NATO Secretary General Jens Stoltenberg (left) and US Secretary of Defense Lloyd Austin (right).

Milos Schmidt

Le secrétaire général sortant de l’OTAN, Jens Stoltenberg, promet le soutien continu de l’Alliance à l’Ukraine

À l’approche d’un sommet de trois jours marquant le 75e anniversaire de l’OTAN, les alliés se préparent à manifester leur solidarité avec l’Ukraine après une année mouvementée.

Le secrétaire général sortant de l’OTAN, Jens Stoltenberg, et le secrétaire américain à la Défense, Lloyd Austin, se sont engagés à renforcer le soutien de l’alliance à l’Ukraine, alors que ses efforts pour repousser les forces russes peinent à reprendre de l’ampleur.

Leur rencontre au Pentagone lundi a eu lieu avant le sommet de trois jours de cette semaine marquant le 75e anniversaire de l’alliance de l’OTAN.

Les deux hommes se sont engagés à poursuivre les progrès de l’organisation face à des défis sans précédent, en particulier la guerre menée par la Russie en Ukraine. Ils ont également profité de l’occasion pour condamner une frappe russe contre un hôpital pour enfants à Kiev.

« Aujourd’hui encore, nous avons assisté à d’horribles attaques de missiles contre les villes ukrainiennes, tuant des civils innocents, dont des enfants », a déclaré M. Stoltenberg à propos de cette frappe. « Je condamne ces attaques odieuses. »

« Lors du sommet, nous prendrons des décisions pour renforcer encore notre soutien à l’Ukraine.
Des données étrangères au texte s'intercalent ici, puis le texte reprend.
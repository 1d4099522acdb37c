use crate::ui::terminal::{detect_capabilities, TerminalCapabilities};

/// How the current invocation should render output
#[derive(Debug, Clone, Copy, PartialEq, Eq)]
pub struct UiContext {
    pub json: bool,
    pub verbose: u8,
    pub color: bool,
    pub unicode: bool,
    /// Per-package progress lines
    pub progress: bool,
}

impl UiContext {
    pub fn new(json: bool, verbose: u8) -> Self {
        Self::from_caps(json, verbose, detect_capabilities())
    }

    pub(crate) fn from_caps(json: bool, verbose: u8, caps: TerminalCapabilities) -> Self {
        let color = !json && caps.supports_color && !caps.is_ci;
        let progress = !json && (verbose > 0 || (caps.is_tty && !caps.is_ci));

        Self {
            json,
            verbose,
            color,
            unicode: caps.supports_unicode,
            progress,
        }
    }
}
La Russie doit comprendre qu’elle ne peut pas nous attendre. »

Ce sommet est le dernier pour Stoltenberg, qui quittera ses fonctions plus tard cette année après une décennie à ce poste.

Il profite du sommet pour mettre en avant certaines de ses propres réalisations, alors que l’inquiétude grandit quant aux implications d’une reprise de la présidence américaine par Donald Trump, sceptique à l’égard de l’OTAN – des inquiétudes qui ont été alimentées par la performance désastreuse du président Joe Biden lors d’un récent débat.

Tous les regards sont tournés vers Biden

En difficulté pour mener à bien sa campagne de réélection, Biden espère que ses interactions au sommet de l’OTAN prouveront qu’il est toujours suffisamment fort et vigoureux pour diriger tant au niveau national qu’international.

Mais au-delà de l’électorat américain, les diplomates et les analystes surveilleront également de près la situation – même si les dirigeants de l’OTAN reconnaissent qu’ils n’ont aucun contrôle sur les élections américaines et qu’il est peu probable qu’ils s’expriment publiquement.

« Le résultat des élections de novembre est d’une importance capitale pour l’OTAN et presque tous les chefs d’État et de gouvernement de l’alliance ressentent la même chose, même s’ils refusent d’en discuter », a déclaré Jeff Rathke, président de l’Institut américano-allemand de l’Université Johns Hopkins.

Les dépenses de défense des différents États membres ont longtemps été la principale plainte de Trump à l’égard de l’OTAN, et il a parfois suggéré que s’il gagnait un autre mandat, les États-Unis ne défendraient pas les pays qui ne se conforment pas à l’exigence de l’alliance selon laquelle les membres doivent consacrer 2 % de leur produit intérieur brut à la défense.

Pour compliquer encore les choses, plusieurs pays d’Europe continuent de faire face aux conséquences de la montée du populisme d’extrême droite et du désarroi politique.

En France, le gouvernement du président Emmanuel Macron est confronté à une incertitude politique après que les partis de gauche se sont unis pour battre l’extrême droite en pleine expansion et prendre la troisième place aux élections législatives, mais n’ont toujours pas obtenu la majorité au Parlement, mettant en doute l’avenir de la politique étrangère française.

D’autres dirigeants de l’OTAN ont compliqué la tâche de présenter un front uni. Le Premier ministre hongrois Viktor Orbán a sonné l’alarme en se rendant en Russie pour des entretiens avec Vladimir Poutine, et le Turc Recep Tayyip Erdoğan reste en bons termes avec le Kremlin.

Néanmoins, depuis que la Russie a lancé son invasion à grande échelle de l’Ukraine, l’OTAN a gagné deux membres, la Suède et la Finlande, portant le total à 32.

Dans le même temps, les pays d’Europe centrale et orientale les plus proches des frontières de la Russie – les États baltes, la Pologne et la République tchèque – ont renforcé leur soutien à l’Ukraine et à l’OTAN en tant qu’institution.